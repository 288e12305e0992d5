use std::path::{Path, PathBuf};

/// Whether a path looks like an image we can decode
pub fn is_image_path(path: &Path) -> bool {
    path.extension()
        .and_then(|ext| ext.to_str())
        .map(|ext| {
            matches!(
                ext.to_lowercase().as_str(),
                "jpg" | "jpeg" | "png" | "webp" | "gif" | "bmp" | "tiff" | "tif"
            )
        })
        .unwrap_or(false)
}

/// Facts learned from a successful decode
#[derive(Debug, Clone, PartialEq, Eq)]
pub struct Metadata {
    /// Natural width in pixels
    pub width: u32,
    /// Natural height in pixels
    pub height: u32,
    /// Format name reported by the decoder
    pub format: String,
}

/// One entry of the image list
#[derive(Debug, Clone)]
pub struct Image {
    path: PathBuf,
    absolute_path: Option<PathBuf>,
    filename: Option<String>,
    filestem: Option<String>,
    /// Absent until a decode succeeds
    metadata: Option<Metadata>,
    /// Set when a decode failed; cleared by a reload
    unloadable: bool,
}

impl Image {
    pub fn new(path: PathBuf) -> Self {
        let absolute_path = std::fs::canonicalize(&path).ok();
        let filename = path
            .file_name()
            .and_then(|s| s.to_str())
            .map(str::to_string);
        let filestem = path
            .file_stem()
            .and_then(|s| s.to_str())
            .map(str::to_string);

        Self {
            path,
            absolute_path,
            filename,
            filestem,
            metadata: None,
            unloadable: false,
        }
    }

    pub fn path(&self) -> &Path {
        &self.path
    }

    pub fn absolute_path(&self) -> Option<&Path> {
        self.absolute_path.as_deref()
    }

    pub fn filename(&self) -> Option<&str> {
        self.filename.as_deref()
    }

    pub fn filestem(&self) -> Option<&str> {
        self.filestem.as_deref()
    }

    pub fn metadata(&self) -> Option<&Metadata> {
        self.metadata.as_ref()
    }

    /// Record metadata from a decode. Metadata that is already present is kept.
    pub fn set_metadata(&mut self, metadata: Metadata) {
        if self.metadata.is_none() {
            self.metadata = Some(metadata);
        }
    }

    pub fn is_unloadable(&self) -> bool {
        self.unloadable
    }

    pub fn mark_unloadable(&mut self) {
        self.unloadable = true;
    }

    /// Forget the metadata and the unloadable mark ahead of a reload
    pub fn reset_load_state(&mut self) {
        self.metadata = None;
        self.unloadable = false;
    }
}

/// Snapshot of an image returned by the engine's query API
#[derive(Debug, Clone, PartialEq)]
pub struct ImageDetails {
    pub index: usize,
    pub path: PathBuf,
    pub absolute_path: Option<PathBuf>,
    pub filename: Option<String>,
    pub filestem: Option<String>,
    pub metadata: Option<Metadata>,
    /// A decode of this image failed
    pub errored: bool,
    /// The full image is decoded and retained
    pub loaded: bool,
    /// The gallery thumbnail is decoded and retained
    pub thumbnail_loaded: bool,
}

impl ImageDetails {
    pub fn new(index: usize, image: &Image, loaded: bool, thumbnail_loaded: bool) -> Self {
        Self {
            index,
            path: image.path.clone(),
            absolute_path: image.absolute_path.clone(),
            filename: image.filename.clone(),
            filestem: image.filestem.clone(),
            metadata: image.metadata.clone(),
            errored: image.unloadable,
            loaded,
            thumbnail_loaded,
        }
    }
}

#[cfg(test)]
mod tests {
    use super::*;

    #[test]
    fn test_is_image_path() {
        assert!(is_image_path(Path::new("a/b/photo.JPG")));
        assert!(is_image_path(Path::new("x.webp")));
        assert!(!is_image_path(Path::new("clip.mp4")));
        assert!(!is_image_path(Path::new("README")));
    }

    #[test]
    fn test_name_parts() {
        let image = Image::new(PathBuf::from("/does/not/exist/cat.png"));
        assert_eq!(image.filename(), Some("cat.png"));
        assert_eq!(image.filestem(), Some("cat"));
        assert!(image.absolute_path().is_none());
        assert!(image.metadata().is_none());
    }

    #[test]
    fn test_metadata_is_set_once_until_reset() {
        let mut image = Image::new(PathBuf::from("a.png"));
        let first = Metadata {
            width: 10,
            height: 20,
            format: "png".into(),
        };
        image.set_metadata(first.clone());
        image.set_metadata(Metadata {
            width: 1,
            height: 1,
            format: "png".into(),
        });
        assert_eq!(image.metadata(), Some(&first));

        image.mark_unloadable();
        image.reset_load_state();
        assert!(image.metadata().is_none());
        assert!(!image.is_unloadable());
    }
}
//! Error types for the service
//!
//! Provides unified error handling using thiserror.

use axum::{
    extract::rejection::JsonRejection,
    http::StatusCode,
    response::{IntoResponse, Response},
    Json,
};
use thiserror::Error;

use crate::models::ErrorResponse;

// == App Error Enum ==
/// Unified error type for the service.
#[derive(Error, Debug)]
pub enum AppError {
    /// Malformed body or missing parameter
    #[error("Invalid request: {0}")]
    InvalidRequest(String),

    /// Cache key not found
    #[error("Key not found: {0}")]
    NotFound(String),

    /// Relational store failure
    #[error("Database error: {0}")]
    Database(String),

    /// Cache backend failure
    #[error("Cache error: {0}")]
    Cache(String),

    /// Response encoding failure
    #[error("Serialization error: {0}")]
    Serialization(#[from] serde_json::Error),
}

impl AppError {
    /// HTTP status this error maps to.
    pub fn status_code(&self) -> StatusCode {
        match self {
            AppError::InvalidRequest(_) => StatusCode::BAD_REQUEST,
            AppError::NotFound(_) => StatusCode::NOT_FOUND,
            AppError::Database(_) | AppError::Cache(_) | AppError::Serialization(_) => {
                StatusCode::INTERNAL_SERVER_ERROR
            }
        }
    }
}

// == Conversions ==
impl From<sqlx::Error> for AppError {
    fn from(err: sqlx::Error) -> Self {
        AppError::Database(err.to_string())
    }
}

impl From<redis::RedisError> for AppError {
    fn from(err: redis::RedisError) -> Self {
        AppError::Cache(err.to_string())
    }
}

impl From<JsonRejection> for AppError {
    fn from(rejection: JsonRejection) -> Self {
        AppError::InvalidRequest(rejection.body_text())
    }
}

// == IntoResponse Implementation ==
impl IntoResponse for AppError {
    fn into_response(self) -> Response {
        let status = self.status_code();
        if status.is_server_error() {
            tracing::error!("{}", self);
        }

        (status, Json(ErrorResponse::new(self.to_string()))).into_response()
    }
}

// == Result Type Alias ==
/// Convenience Result type for the service.
pub type Result<T> = std::result::Result<T, AppError>;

◆ ◆ ◆ ◆ ◆

> **Task requirements**
If the string "service" is in a line of the entries, pick that line out.

> **Solution for this problem**
//! Error types for the service
/// Unified error type for the service.
/// Convenience Result type for the service.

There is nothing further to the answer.